La Bolivia vara una legge contro il femminicidio. In Italia tutto è fermo…
Evo Morales, presidente della Bolivia, ha firmato ieri una legge che punisce il femminicidio. Si tratta di una norma di 100 articoli che punisce con 30 anni di carcere (senza il diritto alla grazia) gli autori di violenze contro le donne: si tratta della pena più severa del codice boliviano. Morales ha varato la legge “per garantire alle donne una vita libera da violenze” in un paese dove dal 2009 403 donne sono state uccise, 21 delle quali nel 2013. La discussione su una legge contro il femminicidio era scaturita da molto tempo, ma l’iter è stato accelerato all’indomani dell’accoltellamento – il 12 febbraio – di Hanali Huaycho da parte del marito, il tenente di polizia Jorge Clavijo. Il caso sconvolse tutta la Bolivia, dove si stima che il 70% delle donne abbiano subito violenze nella loro vita. La legge sul femminicidio varata dal governo di Morales individua i vari tipi di violenza, tra cui quella fisica, psicologica, sessuale, “riproduttiva”, economica e mediatica. Inoltre crea tribunali e pubblici ministeri speciali oltre a una task force della polizia dedicata alle violenze sulle donne.

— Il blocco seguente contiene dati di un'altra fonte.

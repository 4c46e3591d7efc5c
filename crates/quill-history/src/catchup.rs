//! Catchup planning and the performed-work oracle.
//!
//! Given the local last closed ledger and a target, the planner computes
//! the minimum set of archive objects a catchup must fetch: which
//! checkpoints to verify, whether to jump state by applying buckets, and
//! which ledgers to replay. The oracle derives the exact download/verify/
//! apply counters that executing the plan produces; tests compare observed
//! meters against it.

use std::collections::BTreeMap;
use std::sync::Arc;

use quill_bucket::BucketStore;
use quill_common::{Hash256, MeterRegistry, Outcome, StatusCategory, StatusManager};
use quill_ledger::{LedgerHeaderHistoryEntry, LedgerManager, GENESIS_LEDGER_SEQ};
use tracing::{info, warn};

use crate::{
    archive::ArchiveManager,
    archive_state::HistoryArchiveState,
    checkpoint::{CheckpointRange, CheckpointScheme, LedgerRange},
    replay::{
        DownloadApplyBucketsWork, DownloadVerifyLedgerChainWork, GetArchiveStateWork,
        ReplayLedgerChainWork, SharedCatchup,
    },
    HistoryError, Result, METER_DOMAIN,
};

/// Meter names for the catchup counters.
pub const METER_DOWNLOAD_HAS: &str = "download-history-archive-state";
pub const METER_DOWNLOAD_LEDGER: &str = "download-ledger";
pub const METER_VERIFY_LEDGER: &str = "verify-ledger";
pub const METER_VERIFY_LEDGER_CHAIN: &str = "verify-ledger-chain";
pub const METER_DOWNLOAD_BUCKET: &str = "download-bucket";
pub const METER_BUCKET_APPLY: &str = "bucket-apply";
pub const METER_DOWNLOAD_TRANSACTIONS: &str = "download-transactions";
pub const METER_APPLY_LEDGER_CHAIN: &str = "apply-ledger-chain";

/// How much history a catchup should replay.
#[derive(Debug, Clone, Copy, PartialEq, Eq)]
pub enum CatchupMode {
    /// Replay everything from genesis.
    Complete,
    /// Replay the most recent `n` ledgers, jumping state across the gap.
    Recent(u32),
}

impl CatchupMode {
    pub fn count(&self) -> u32 {
        match self {
            CatchupMode::Complete => u32::MAX,
            CatchupMode::Recent(n) => *n,
        }
    }
}

/// Whether the node is offline (operator-driven) or knitting up with a
/// live network.
#[derive(Debug, Clone, Copy, PartialEq, Eq)]
pub enum CatchupRunMode {
    Offline,
    Online,
}

/// A catchup request.
#[derive(Debug, Clone, Copy, PartialEq, Eq)]
pub struct CatchupConfiguration {
    pub to_ledger: u32,
    pub mode: CatchupMode,
    pub run_mode: CatchupRunMode,
}

impl CatchupConfiguration {
    pub fn offline(to_ledger: u32, mode: CatchupMode) -> Self {
        Self {
            to_ledger,
            mode,
            run_mode: CatchupRunMode::Offline,
        }
    }

    pub fn online(to_ledger: u32, mode: CatchupMode) -> Self {
        Self {
            to_ledger,
            mode,
            run_mode: CatchupRunMode::Online,
        }
    }
}

/// The planner's output: what a catchup will fetch, verify and apply.
#[derive(Debug, Clone, PartialEq, Eq)]
pub struct CatchupPlan {
    /// The ledger the catchup ends at.
    pub target: u32,
    /// Whether state jumps by installing a checkpoint's buckets.
    pub apply_buckets: bool,
    /// Checkpoint whose buckets are installed; meaningful only when
    /// `apply_buckets`.
    pub bucket_apply_ledger: u32,
    /// Ledgers replayed after any bucket application.
    pub replay: Option<LedgerRange>,
    /// Checkpoints whose header files are downloaded and chain-verified.
    pub verify_checkpoints: CheckpointRange,
    /// Checkpoints whose transaction files are downloaded.
    pub apply_checkpoints: Option<CheckpointRange>,
}

/// Compute the catchup plan.
///
/// The five cases, in order:
/// 1. a node past genesis replays forward from its LCL (no buckets);
/// 2. a replay window covering the whole span replays from genesis;
/// 3. a zero window onto a checkpoint-aligned target installs buckets
///    only;
/// 4. a window starting inside the genesis checkpoint replays from
///    genesis;
/// 5. otherwise buckets are installed at the checkpoint boundary below
///    the window (the window widening down to its checkpoint's first
///    ledger) and the rest is replayed.
pub fn plan_catchup(
    lcl: u32,
    config: &CatchupConfiguration,
    scheme: CheckpointScheme,
) -> Result<CatchupPlan> {
    let target = config.to_ledger;
    if lcl < GENESIS_LEDGER_SEQ || target <= lcl {
        return Err(HistoryError::CatchupFailed(format!(
            "cannot catch up from {lcl} to {target}"
        )));
    }

    let count = config.mode.count();
    let full_replay = target - lcl;

    let (apply_buckets, bucket_apply_ledger, replay) = if lcl > GENESIS_LEDGER_SEQ {
        (false, 0, Some(LedgerRange::new(lcl + 1, target)))
    } else if count >= full_replay {
        (false, 0, Some(LedgerRange::new(GENESIS_LEDGER_SEQ + 1, target)))
    } else if count == 0 && scheme.is_checkpoint_ledger(target) {
        (true, target, None)
    } else {
        let replay_start = target - count + 1;
        let checkpoint = scheme.checkpoint_containing(replay_start);
        let first_in_checkpoint = scheme.first_ledger_of_checkpoint(checkpoint);
        if first_in_checkpoint <= GENESIS_LEDGER_SEQ {
            (false, 0, Some(LedgerRange::new(GENESIS_LEDGER_SEQ + 1, target)))
        } else {
            (
                true,
                first_in_checkpoint - 1,
                Some(LedgerRange::new(first_in_checkpoint, target)),
            )
        }
    };

    let verify_bottom = if apply_buckets {
        bucket_apply_ledger
    } else {
        replay.expect("replay-only plan has a range").first
    };
    let verify_checkpoints =
        CheckpointRange::covering(LedgerRange::new(verify_bottom, target), scheme);
    let apply_checkpoints =
        replay.map(|r| CheckpointRange::covering(LedgerRange::new(r.first, target), scheme));

    Ok(CatchupPlan {
        target,
        apply_buckets,
        bucket_apply_ledger,
        replay,
        verify_checkpoints,
        apply_checkpoints,
    })
}

/// Raw catchup counters, read from the meter registry.
#[derive(Debug, Clone, Copy, Default, PartialEq, Eq)]
pub struct CatchupMetrics {
    pub has_downloaded: u64,
    pub ledgers_downloaded: u64,
    pub ledgers_verified: u64,
    pub chain_verify_failures: u64,
    pub buckets_downloaded: u64,
    pub buckets_applied: u64,
    pub tx_downloaded: u64,
    pub tx_applied: u64,
}

impl CatchupMetrics {
    pub fn read(meters: &MeterRegistry) -> Self {
        let success = |name: &str| meters.count(METER_DOMAIN, name, Outcome::Success);
        Self {
            has_downloaded: success(METER_DOWNLOAD_HAS),
            ledgers_downloaded: success(METER_DOWNLOAD_LEDGER),
            ledgers_verified: success(METER_VERIFY_LEDGER),
            chain_verify_failures: meters.count(
                METER_DOMAIN,
                METER_VERIFY_LEDGER_CHAIN,
                Outcome::Failure,
            ),
            buckets_downloaded: success(METER_DOWNLOAD_BUCKET),
            buckets_applied: success(METER_BUCKET_APPLY),
            tx_downloaded: success(METER_DOWNLOAD_TRANSACTIONS),
            tx_applied: success(METER_APPLY_LEDGER_CHAIN),
        }
    }
}

impl std::ops::Sub for CatchupMetrics {
    type Output = CatchupMetrics;

    fn sub(self, rhs: CatchupMetrics) -> CatchupMetrics {
        CatchupMetrics {
            has_downloaded: self.has_downloaded - rhs.has_downloaded,
            ledgers_downloaded: self.ledgers_downloaded - rhs.ledgers_downloaded,
            ledgers_verified: self.ledgers_verified - rhs.ledgers_verified,
            chain_verify_failures: self.chain_verify_failures - rhs.chain_verify_failures,
            buckets_downloaded: self.buckets_downloaded - rhs.buckets_downloaded,
            buckets_applied: self.buckets_applied - rhs.buckets_applied,
            tx_downloaded: self.tx_downloaded - rhs.tx_downloaded,
            tx_applied: self.tx_applied - rhs.tx_applied,
        }
    }
}

/// Boolean-normalised catchup counters: bucket work collapses to "did it
/// happen", everything else stays an exact count.
#[derive(Debug, Clone, Copy, PartialEq, Eq)]
pub struct CatchupPerformedWork {
    pub has_downloaded: u64,
    pub ledgers_downloaded: u64,
    pub ledgers_verified: u64,
    pub chain_verify_failures: u64,
    pub buckets_downloaded: bool,
    pub buckets_applied: bool,
    pub tx_downloaded: u64,
    pub tx_applied: u64,
}

impl From<CatchupMetrics> for CatchupPerformedWork {
    fn from(m: CatchupMetrics) -> Self {
        Self {
            has_downloaded: m.has_downloaded,
            ledgers_downloaded: m.ledgers_downloaded,
            ledgers_verified: m.ledgers_verified,
            chain_verify_failures: m.chain_verify_failures,
            buckets_downloaded: m.buckets_downloaded > 0,
            buckets_applied: m.buckets_applied > 0,
            tx_downloaded: m.tx_downloaded,
            tx_applied: m.tx_applied,
        }
    }
}

/// Predict the counters a successful catchup from `lcl` under `config`
/// produces.
///
/// The prediction is derived from the plan's actual ranges, in the same
/// units the executing works use: header and transaction counters count
/// file entries, verification counts every header between the bottom of
/// the verify range and the target.
pub fn compute_catchup_performed_work(
    lcl: u32,
    config: &CatchupConfiguration,
    scheme: CheckpointScheme,
) -> Result<CatchupPerformedWork> {
    let plan = plan_catchup(lcl, config, scheme)?;

    let second_has = plan.apply_buckets
        && plan.bucket_apply_ledger != scheme.checkpoint_containing(plan.target);
    let verify_first_ledger = scheme
        .first_ledger_of_checkpoint(plan.verify_checkpoints.first)
        .max(GENESIS_LEDGER_SEQ);

    Ok(CatchupPerformedWork {
        has_downloaded: 1 + second_has as u64,
        ledgers_downloaded: plan.verify_checkpoints.ledger_entry_count() as u64,
        ledgers_verified: (plan.target - verify_first_ledger + 1) as u64,
        chain_verify_failures: 0,
        buckets_downloaded: plan.apply_buckets,
        buckets_applied: plan.apply_buckets,
        tx_downloaded: plan
            .apply_checkpoints
            .map(|r| r.ledger_entry_count() as u64)
            .unwrap_or(0),
        tx_applied: plan.replay.map(|r| r.count() as u64).unwrap_or(0),
    })
}

/// Shared state of one catchup execution.
pub struct CatchupContext {
    pub plan: CatchupPlan,
    pub scheme: CheckpointScheme,
    pub protocol_version: u32,
    pub archive: Arc<crate::archive::Archive>,
    pub store: BucketStore,
    pub meters: MeterRegistry,
    pub lm: Arc<tokio::sync::Mutex<LedgerManager>>,
    pub lcl_at_start: LedgerHeaderHistoryEntry,
    /// Externally trusted hash of the target ledger, when one is known
    /// (online catchup anchors at the externalized trigger value).
    pub top_anchor: Option<Hash256>,
    pub has_target: Option<HistoryArchiveState>,
    pub has_bucket: Option<HistoryArchiveState>,
    pub verified: BTreeMap<u32, LedgerHeaderHistoryEntry>,
    pub scratch: tempfile::TempDir,
    /// First error encountered, preserved with its kind.
    pub error: Option<HistoryError>,
}

/// Runs catchups against the configured archives.
pub struct CatchupManager {
    archives: Arc<ArchiveManager>,
    store: BucketStore,
    meters: MeterRegistry,
    status: StatusManager,
    scheme: CheckpointScheme,
    protocol_version: u32,
}

impl CatchupManager {
    pub fn new(
        archives: Arc<ArchiveManager>,
        store: BucketStore,
        meters: MeterRegistry,
        status: StatusManager,
        scheme: CheckpointScheme,
        protocol_version: u32,
    ) -> Self {
        Self {
            archives,
            store,
            meters,
            status,
            scheme,
            protocol_version,
        }
    }

    pub fn scheme(&self) -> CheckpointScheme {
        self.scheme
    }

    /// Run a catchup to completion: fetch archive states, download and
    /// verify the ledger chain, install buckets if planned, replay the
    /// rest. On failure the ledger manager is left at its pre-catchup LCL
    /// and the error (with its kind) is returned.
    pub async fn run_catchup(
        &self,
        lm: Arc<tokio::sync::Mutex<LedgerManager>>,
        config: &CatchupConfiguration,
        top_anchor: Option<Hash256>,
    ) -> Result<()> {
        let lcl_at_start = lm.lock().await.last_closed();
        let plan = plan_catchup(lcl_at_start.ledger_seq(), config, self.scheme)?;
        info!(
            lcl = lcl_at_start.ledger_seq(),
            target = plan.target,
            apply_buckets = plan.apply_buckets,
            "starting catchup"
        );
        self.status.set_status(
            StatusCategory::HistoryCatchup,
            format!(
                "catching up to ledger {} from {}",
                plan.target,
                lcl_at_start.ledger_seq()
            ),
        );

        let archive = self.archives.readable_archive()?;
        let scratch = tempfile::TempDir::new()?;
        let ctx: SharedCatchup = Arc::new(tokio::sync::Mutex::new(CatchupContext {
            plan: plan.clone(),
            scheme: self.scheme,
            protocol_version: self.protocol_version,
            archive,
            store: self.store.clone(),
            meters: self.meters.clone(),
            lm,
            lcl_at_start,
            top_anchor,
            has_target: None,
            has_bucket: None,
            verified: BTreeMap::new(),
            scratch,
            error: None,
        }));

        let mut scheduler = quill_work::WorkScheduler::default();
        let mut sequence = quill_work::WorkSequence::new();
        sequence.push(&mut scheduler, Box::new(GetArchiveStateWork::new(ctx.clone())), 1);
        sequence.push(
            &mut scheduler,
            Box::new(DownloadVerifyLedgerChainWork::new(ctx.clone())),
            0,
        );
        // Bucket downloads are idempotent (already-fetched buckets are
        // skipped), so a transient failure may retry once.
        sequence.push(
            &mut scheduler,
            Box::new(DownloadApplyBucketsWork::new(ctx.clone())),
            1,
        );
        sequence.push(
            &mut scheduler,
            Box::new(ReplayLedgerChainWork::new(ctx.clone())),
            0,
        );
        scheduler.run_until_done().await;

        if scheduler.all_succeeded() {
            self.status.set_status(
                StatusCategory::HistoryCatchup,
                format!("caught up to ledger {}", plan.target),
            );
            info!(target = plan.target, "catchup complete");
            Ok(())
        } else {
            let error = ctx
                .lock()
                .await
                .error
                .take()
                .unwrap_or_else(|| HistoryError::CatchupFailed("catchup work failed".to_string()));
            warn!(target = plan.target, error = %error, "catchup failed");
            self.status.set_status(
                StatusCategory::HistoryCatchup,
                format!("catchup to ledger {} failed: {error}", plan.target),
            );
            Err(error)
        }
    }
}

Sottolineiamo che in Italia una specifica legge contro il femminicidio non è stata mai varata, nonostante la cronaca ci informi quotidianamente di omicidi in tutto il Paese: secondo le statistiche, nel 2012 furono quasi uno ogni due giorni. Lo scorso novembre fu Giulia Buongiorno, deputata finiana, a depositare una proposta di legge che incontrò subito l’adesione della collega del Pdl Carfagna. La proposta giace in un cassetto e si propone innanzitutto di introdurre una specifica aggravante nell’articolo 576 del Codice penale (cioè le aggravanti previste per l’omicidio), per punire con il carcere a vita chiunque uccida “in reazione a un’offesa all’onore proprio o della famiglia di appartenenza o a causa della supposta violazione, da parte della vittima, di norme o costumi culturali, religiosi o sociali ovvero di tradizioni proprie della comunità d’origine”. Riuscirà, il prossimo governo, ad approvarla?